* Task goal
Copy each line from the listing below where the word "matches" shows up.

* The records

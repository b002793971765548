// Copyright (C) 2025 Category Labs, Inc.
// SPDX-License-Identifier: GPL-3.0-or-later

//! Error taxonomy for a sniping session.

use alloy::primitives::{Address, B256};
use thiserror::Error;

#[derive(Error, Debug, Clone)]
pub enum SnipeError {
    /// A single read, subscribe or transmit against one endpoint failed.
    #[error("endpoint {endpoint}: {message}")]
    Endpoint { endpoint: String, message: String },

    /// A push channel could not be opened or closed under us.
    #[error("subscription on {endpoint} failed: {message}")]
    Subscription { endpoint: String, message: String },

    #[error("deployment race exhausted, last channel error: {last_error}")]
    RaceExhausted { last_error: String },

    #[error("cancelled by operator")]
    Cancelled,

    #[error("wallet {wallet:?} setup failed: {message}")]
    WalletSetup { wallet: Address, message: String },

    #[error("signing failed: {0}")]
    Signing(String),

    #[error("transaction {0:?} reverted")]
    Reverted(B256),

    #[error("receipt for {0:?} not seen before timeout")]
    ReceiptTimeout(B256),

    #[error("safety filter rejected {0}")]
    Denied(String),

    #[error("value computation failed: {0}")]
    Gate(String),

    #[error("configuration error: {0}")]
    Config(String),

    #[error("no usable endpoints")]
    NoEndpoints,

    #[error("no usable wallets")]
    NoWallets,
}

impl SnipeError {
    pub fn endpoint(endpoint: &str, message: impl std::fmt::Display) -> Self {
        Self::Endpoint {
            endpoint: endpoint.to_string(),
            message: message.to_string(),
        }
    }

    /// Errors that end the whole session rather than one attempt.
    pub fn is_terminal(&self) -> bool {
        matches!(
            self,
            Self::RaceExhausted { .. }
                | Self::Cancelled
                | Self::Denied(_)
                | Self::NoEndpoints
                | Self::NoWallets
        )
    }
}

#[cfg(test)]
mod tests {
    use super::*;

    #[test]
    fn taxonomy_terminal_split() {
        assert!(SnipeError::Denied("0xdead".into()).is_terminal());
        assert!(SnipeError::RaceExhausted { last_error: "closed".into() }.is_terminal());
        assert!(!SnipeError::endpoint("alpha", "timeout").is_terminal());
        assert!(!SnipeError::Reverted(B256::ZERO).is_terminal());
        assert!(!SnipeError::Gate("no pair".into()).is_terminal());
    }
}
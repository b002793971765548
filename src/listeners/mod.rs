// Copyright (C) 2025 Category Labs, Inc.
// SPDX-License-Identifier: GPL-3.0-or-later

//! Event listeners for detecting new tokens.

pub mod deployment;

pub use deployment::{DeploymentDetector, DetectionResult, DetectorSettings};
#[cfg(test)]
mod tests {
    use super::*;
    use crate::rpc::mock::MockClient;
    use crate::rpc::endpoint::Capabilities;
    use crate::rpc::Endpoint;
    use alloy::primitives::address;

    const SOURCE: Address = address!("0x5555555555555555555555555555555555555555");
    const TOKEN: Address = address!("0x1111111111111111111111111111111111111111");

    fn settings() -> DetectorSettings {
        DetectorSettings {
            status_tick: Duration::from_millis(20),
            poll_interval: Duration::from_millis(10),
            receipt_timeout: Duration::from_secs(1),
        }
    }

    fn caps(pending: bool, blocks: bool) -> Capabilities {
        Capabilities {
            pending_events: pending,
            block_events: blocks,
        }
    }

    fn detector(endpoints: Vec<Endpoint<MockClient>>) -> DeploymentDetector<MockClient> {
        let pool = Arc::new(EndpointPool::new(endpoints).unwrap());
        DeploymentDetector::new(pool, settings(), CancellationToken::new())
    }

    fn clients(detector: &DeploymentDetector<MockClient>) -> Vec<Arc<MockClient>> {
        detector
            .pool
            .list_endpoints()
            .iter()
            .map(|e| e.client.clone())
            .collect()
    }

    #[test]
    fn resolution_has_a_single_winner() {
        let (tx, mut rx) = oneshot::channel();
        let teardown = CancellationToken::new();
        let resolution = Arc::new(Resolution::new(tx, teardown.clone()));

        let winners: usize = std::thread::scope(|s| {
            let handles: Vec<_> = (0..16)
                .map(|i| {
                    let resolution = resolution.clone();
                    s.spawn(move || {
                        resolution.resolve(Win {
                            token: Address::repeat_byte(i as u8 + 1),
                            endpoint: format!("e{}", i),
                            channel: Channel::Blocks,
                            at: Instant::now(),
                            wall: Utc::now(),
                        })
                    })
                })
                .collect();
            handles.into_iter().map(|h| h.join().unwrap() as usize).sum()
        });

        assert_eq!(winners, 1);
        assert!(teardown.is_cancelled());
        assert!(rx.try_recv().is_ok());
        // Teardown is idempotent.
        teardown.cancel();
        assert!(teardown.is_cancelled());
    }

    #[tokio::test]
    async fn pre_check_skips_the_race() {
        let client = MockClient::new();
        client.deploy(TOKEN);
        let detector = detector(vec![Endpoint::new("a", 0, caps(true, true), client)]);

        let result = detector.detect(SOURCE).await.unwrap();

        assert_eq!(result.token, TOKEN);
        assert_eq!(result.channel, Channel::PreCheck);
        assert_eq!(clients(&detector)[0].live(), 0);
        assert_eq!(result.stats[0].checks, 1);
    }

    #[tokio::test]
    async fn simultaneous_block_observers_resolve_once() {
        let detector = detector(vec![
            Endpoint::new("a", 0, caps(false, true), MockClient::new()),
            Endpoint::new("b", 1, caps(false, true), MockClient::new()),
        ]);
        let clients = clients(&detector);

        let pusher = {
            let clients = clients.clone();
            tokio::spawn(async move {
                tokio::time::sleep(Duration::from_millis(30)).await;
                for c in &clients {
                    c.deploy(TOKEN);
                }
                for number in 1..=40 {
                    for c in &clients {
                        c.push_block(number);
                    }
                    tokio::time::sleep(Duration::from_millis(5)).await;
                }
            })
        };

        let result = detector.detect(SOURCE).await.unwrap();
        assert_eq!(result.token, TOKEN);
        assert_eq!(result.channel, Channel::Blocks);
        assert!(result.endpoint == "a" || result.endpoint == "b");

        // Every subscription is gone and nothing reads after return.
        assert!(clients.iter().all(|c| c.live() == 0));
        let reads: Vec<u64> = clients.iter().map(|c| c.read_count()).collect();
        pusher.await.unwrap();
        let after: Vec<u64> = clients.iter().map(|c| c.read_count()).collect();
        assert_eq!(reads, after);
    }

    #[tokio::test]
    async fn pending_transaction_to_source_triggers_a_read() {
        let detector = detector(vec![Endpoint::new("p", 0, caps(true, false), MockClient::new())]);
        let client = clients(&detector).remove(0);

        let pusher = {
            let client = client.clone();
            tokio::spawn(async move {
                for i in 0..40u8 {
                    tokio::time::sleep(Duration::from_millis(5)).await;
                    if i == 6 {
                        client.deploy(TOKEN);
                    }
                    let target = if i >= 6 { SOURCE } else { Address::repeat_byte(9) };
                    client.push_pending(B256::repeat_byte(i + 1), target);
                }
            })
        };

        let result = detector.detect(SOURCE).await.unwrap();
        pusher.abort();

        assert_eq!(result.channel, Channel::Pending);
        assert_eq!(result.endpoint, "p");
        assert_eq!(result.token, TOKEN);
    }

    #[tokio::test]
    async fn request_only_endpoints_poll() {
        let detector = detector(vec![Endpoint::new("plain", 0, caps(false, false), MockClient::new())]);
        let client = clients(&detector).remove(0);
        client.failing_reads.store(2, Ordering::SeqCst);

        tokio::spawn({
            let client = client.clone();
            async move {
                tokio::time::sleep(Duration::from_millis(40)).await;
                client.deploy(TOKEN);
            }
        });

        let result = detector.detect(SOURCE).await.unwrap();
        assert_eq!(result.channel, Channel::Polling);
        let stats = &result.stats[0];
        assert!(stats.checks > stats.successes);
    }

    #[tokio::test]
    async fn all_push_channels_down_exhausts_the_race() {
        let refused = MockClient::new();
        refused.fail_subscribe.store(true, Ordering::SeqCst);
        let closed = MockClient::new();
        closed.end_streams();
        let detector = detector(vec![
            Endpoint::new("refused", 0, caps(false, true), refused),
            Endpoint::new("closed", 1, caps(true, true), closed),
        ]);

        let err = detector.detect(SOURCE).await.unwrap_err();
        assert!(matches!(err, SnipeError::RaceExhausted { .. }));
    }

    #[tokio::test]
    async fn stream_ending_mid_race_exhausts() {
        let detector = detector(vec![Endpoint::new("a", 0, caps(false, true), MockClient::new())]);
        let client = clients(&detector).remove(0);

        tokio::spawn({
            let client = client.clone();
            async move {
                tokio::time::sleep(Duration::from_millis(30)).await;
                client.end_streams();
            }
        });

        let err = detector.detect(SOURCE).await.unwrap_err();
        assert!(matches!(err, SnipeError::RaceExhausted { .. }));
        assert_eq!(client.live(), 0);
    }

    #[tokio::test]
    async fn cancellation_releases_every_listener() {
        let detector = detector(vec![
            Endpoint::new("a", 0, caps(true, true), MockClient::new()),
            Endpoint::new("b", 1, caps(false, false), MockClient::new()),
        ]);
        let clients = clients(&detector);

        let cancel = detector.cancel.clone();
        tokio::spawn(async move {
            tokio::time::sleep(Duration::from_millis(40)).await;
            cancel.cancel();
        });

        let err = detector.detect(SOURCE).await.unwrap_err();
        assert!(matches!(err, SnipeError::Cancelled));
        assert!(clients.iter().all(|c| c.live() == 0));

        let reads: Vec<u64> = clients.iter().map(|c| c.read_count()).collect();
        tokio::time::sleep(Duration::from_millis(40)).await;
        let after: Vec<u64> = clients.iter().map(|c| c.read_count()).collect();
        assert_eq!(reads, after);
    }
}
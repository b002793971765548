// Copyright (C) 2025 Category Labs, Inc.
// SPDX-License-Identifier: GPL-3.0-or-later

//! Transaction execution module.

pub mod broadcast;
pub mod context;
pub mod gas;
pub mod sell;
pub mod swap;

pub use broadcast::{BroadcastOutcome, BroadcastRacer, RacerSettings, Subject};
pub use context::{prefetch_all, WalletIdentity};
pub use gas::{FeeEscalation, GasStrategy};
pub use sell::{SellExecutor, SellInstruction};
pub use swap::{PreSigner, SwapParams};
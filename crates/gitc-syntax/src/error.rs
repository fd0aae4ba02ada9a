use std::fmt;

/// The first grammar violation found in a commit message.
#[derive(Debug, Clone, PartialEq, Eq)]
pub enum LintError {
    NoMessage,
    EmptySubjectLine,
    SubjectFormatWrong,
    SubjectTooLong { length: usize, max: usize },
    MissingBody,
    BodyLineTooLong { line: usize, length: usize, max: usize },
    CoAuthorFormatWrong { line: usize },
    NoContentAfterCoAuthored { line: usize },
}

impl LintError {
    /// 1-based line number the violation was found on, if it belongs to one.
    pub fn line(&self) -> Option<usize> {
        match self {
            LintError::NoMessage => None,
            LintError::EmptySubjectLine => Some(1),
            LintError::SubjectFormatWrong => Some(1),
            LintError::SubjectTooLong { .. } => Some(1),
            LintError::MissingBody => Some(2),
            LintError::BodyLineTooLong { line, .. } => Some(*line),
            LintError::CoAuthorFormatWrong { line } => Some(*line),
            LintError::NoContentAfterCoAuthored { line } => Some(*line),
        }
    }
}

impl fmt::Display for LintError {
    fn fmt(&self, f: &mut fmt::Formatter<'_>) -> fmt::Result {
        match self {
            LintError::NoMessage => write!(f, "no commit message provided"),
            LintError::EmptySubjectLine => write!(f, "no subject line given"),
            LintError::SubjectFormatWrong => write!(
                f,
                "subject line does not adhere to required format (type: message or type(issue): message)"
            ),
            LintError::SubjectTooLong { length, max } => write!(
                f,
                "subject line should not be longer than {} characters (without type and issue), found {}",
                max, length
            ),
            LintError::MissingBody => write!(f, "body is missing (subject + empty line)"),
            LintError::BodyLineTooLong { line, length, max } => write!(
                f,
                "body line {} is too long ({} characters, max {})",
                line, length, max
            ),
            LintError::CoAuthorFormatWrong { line } => write!(
                f,
                "co-authored line {} has the wrong format (Co-authored-by: name <email>)",
                line
            ),
            LintError::NoContentAfterCoAuthored { line } => write!(
                f,
                "no content after co-authored-by lines allowed (line {})",
                line
            ),
        }
    }
}

impl std::error::Error for LintError {}
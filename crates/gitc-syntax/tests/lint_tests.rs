use gitc_syntax::{CommitMessage, CommitType, LintConfig, LintError, Linter, lint};

fn lint_default(message: &str) -> Result<(), LintError> {
    lint(message, &LintConfig::default())
}

#[test]
fn test_empty_message() {
    assert_eq!(lint_default(""), Err(LintError::NoMessage));
}

#[test]
fn test_whitespace_only_message_when_trimming() {
    let config = LintConfig::default().with_trim_whitespace(true);
    assert_eq!(lint(" \n\t\n", &config), Err(LintError::NoMessage));
}

#[test]
fn test_subject_line_without_issue() {
    assert_eq!(lint_default("feat: test"), Ok(()));
}

#[test]
fn test_subject_line_with_issue() {
    assert_eq!(lint_default("feat(#1): test"), Ok(()));
}

#[test]
fn test_every_commit_type_is_accepted() {
    for kind in CommitType::ALL {
        let message = format!("{}: test", kind);
        assert_eq!(lint_default(&message), Ok(()), "type {}", kind);
    }
}

#[test]
fn test_subject_line_with_wrong_type() {
    assert_eq!(lint_default("abc: test"), Err(LintError::SubjectFormatWrong));
}

#[test]
fn test_empty_subject_line() {
    assert_eq!(lint_default("\n\nbody"), Err(LintError::EmptySubjectLine));
}

#[test]
fn test_subject_line_too_long() {
    let err = lint_default("feat: 012345678901234567890123456789012345678901234567891").unwrap_err();
    assert_eq!(err, LintError::SubjectTooLong { length: 51, max: 50 });
    assert_eq!(err.line(), Some(1));
}

#[test]
fn test_subject_line_length_boundary() {
    let at_limit = format!("fix(scope-is-not-counted): {}", "a".repeat(50));
    assert_eq!(lint_default(&at_limit), Ok(()));

    let over_limit = format!("fix: {}", "a".repeat(51));
    assert_eq!(
        lint_default(&over_limit),
        Err(LintError::SubjectTooLong { length: 51, max: 50 })
    );
}

#[test]
fn test_custom_subject_line_length() {
    let config = LintConfig::default().with_subject_line_length(10);
    assert_eq!(lint("feat: 0123456789", &config), Ok(()));
    assert_eq!(
        lint("feat: 01234567890", &config),
        Err(LintError::SubjectTooLong { length: 11, max: 10 })
    );
}

#[test]
fn test_subject_length_counts_characters_not_bytes() {
    let message = format!("feat: {}", "ü".repeat(50));
    assert_eq!(lint_default(&message), Ok(()));
}

#[test]
fn test_missing_body() {
    let err = lint_default("feat: a\n").unwrap_err();
    assert_eq!(err, LintError::MissingBody);
    assert_eq!(err.line(), Some(2));
}

#[test]
fn test_trailing_newline_is_trimmed_when_configured() {
    let config = LintConfig::default().with_trim_whitespace(true);
    assert_eq!(lint("feat: bla\n", &config), Ok(()));
    assert_eq!(lint("feat: bla\n\nbody text\n\n", &config), Ok(()));
}

#[test]
fn test_body() {
    assert_eq!(lint_default("feat: a\n\nsome body\nmore body"), Ok(()));
}

#[test]
fn test_body_line_too_long_one_liner() {
    let message = format!("feat: a\n\n{}", "0123456789".repeat(8));
    assert_eq!(
        lint_default(&message),
        Err(LintError::BodyLineTooLong {
            line: 3,
            length: 80,
            max: 72
        })
    );
}

#[test]
fn test_body_line_too_long_reports_offending_line() {
    let message = format!("feat: a\n\n{}\n{}", "a".repeat(72), "b".repeat(80));
    let err = lint_default(&message).unwrap_err();
    assert_eq!(
        err,
        LintError::BodyLineTooLong {
            line: 4,
            length: 80,
            max: 72
        }
    );
    assert_eq!(err.line(), Some(4));
}

#[test]
fn test_custom_body_line_length() {
    let config = LintConfig::default().with_body_line_length(100);
    let message = format!("feat: a\n\n{}", "a".repeat(100));
    assert_eq!(lint(&message, &config), Ok(()));
}

#[test]
fn test_co_authored_by_wrong_after_body() {
    let message = format!("feat: a\n\n0123456789\n\n{}", "0123456789".repeat(8));
    assert_eq!(
        lint_default(&message),
        Err(LintError::CoAuthorFormatWrong { line: 5 })
    );
}

#[test]
fn test_co_authored_by_after_body() {
    assert_eq!(
        lint_default("feat: a\n\n0123456789\n\nCo-authored-by: name <mail@test.de>"),
        Ok(())
    );
}

#[test]
fn test_co_authored_by_without_body() {
    assert_eq!(
        lint_default("feat: a\n\nCo-authored-by: name <mail@test.de>"),
        Ok(())
    );
}

#[test]
fn test_co_authored_format_wrong() {
    assert_eq!(
        lint_default("feat: a\n\nCo-authored-by: name <mail@test.de>\nabcd"),
        Err(LintError::CoAuthorFormatWrong { line: 4 })
    );
}

#[test]
fn test_multiple_co_authors() {
    assert_eq!(
        lint_default(
            "feat: a\n\nCo-authored-by: name <mail@test.de>\nCo-authored-by: name 2 <second@test.de>"
        ),
        Ok(())
    );
}

#[test]
fn test_no_line_after_co_authored() {
    assert_eq!(
        lint_default("feat: a\n\nCo-authored-by: name <mail@test.de>\n\nabcd"),
        Err(LintError::NoContentAfterCoAuthored { line: 4 })
    );
}

#[test]
fn test_co_author_without_keyword() {
    assert_eq!(
        lint_default("feat: abc\n\nabc\n\nname <email@test.de>"),
        Err(LintError::CoAuthorFormatWrong { line: 5 })
    );
}

#[test]
fn test_body_line_matching_trailer_opens_trailer_section() {
    assert_eq!(
        lint_default("feat: a\n\nintro\nCo-authored-by: name <mail@test.de>"),
        Ok(())
    );
    assert_eq!(
        lint_default("feat: a\n\nintro\nCo-authored-by: name <mail@test.de>\nmore body"),
        Err(LintError::CoAuthorFormatWrong { line: 5 })
    );
}

#[test]
fn test_crlf_line_endings() {
    assert_eq!(
        lint_default("feat: a\r\n\r\nbody\r\n\r\nCo-authored-by: name <mail@test.de>"),
        Ok(())
    );
}

#[test]
fn test_lint_is_idempotent() {
    let linter = Linter::default();
    let messages = [
        "feat: a",
        "feat: a\n",
        "feat: a\n\nCo-authored-by: name <mail@test.de>\nabcd",
    ];
    for message in messages {
        assert_eq!(linter.lint(message), linter.lint(message));
    }
}

#[test]
fn test_rendered_messages_pass_lint() {
    let messages = [
        CommitMessage::new(CommitType::Feat, "abc"),
        CommitMessage::new(CommitType::Feat, "abc").with_scope("#1"),
        CommitMessage::new(CommitType::Feat, "abc").with_body_line("abc"),
        CommitMessage::new(CommitType::Feat, "abc")
            .with_body_line("abc")
            .with_co_author("name <email@test.de>"),
        CommitMessage::new(CommitType::Other, "abc").with_co_author("name <email@test.de>"),
    ];
    for message in messages {
        assert_eq!(lint_default(&message.to_string()), Ok(()), "{}", message);
    }
}

#[test]
fn test_error_messages() {
    assert_eq!(LintError::NoMessage.to_string(), "no commit message provided");
    assert_eq!(
        LintError::BodyLineTooLong {
            line: 4,
            length: 80,
            max: 72
        }
        .to_string(),
        "body line 4 is too long (80 characters, max 72)"
    );
    assert_eq!(LintError::NoMessage.line(), None);
}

* Result of this task
        matches!(
        assert!(matches!(err, SnipeError::RaceExhausted { .. }));
        assert!(matches!(err, SnipeError::RaceExhausted { .. }));
        assert!(matches!(err, SnipeError::Cancelled));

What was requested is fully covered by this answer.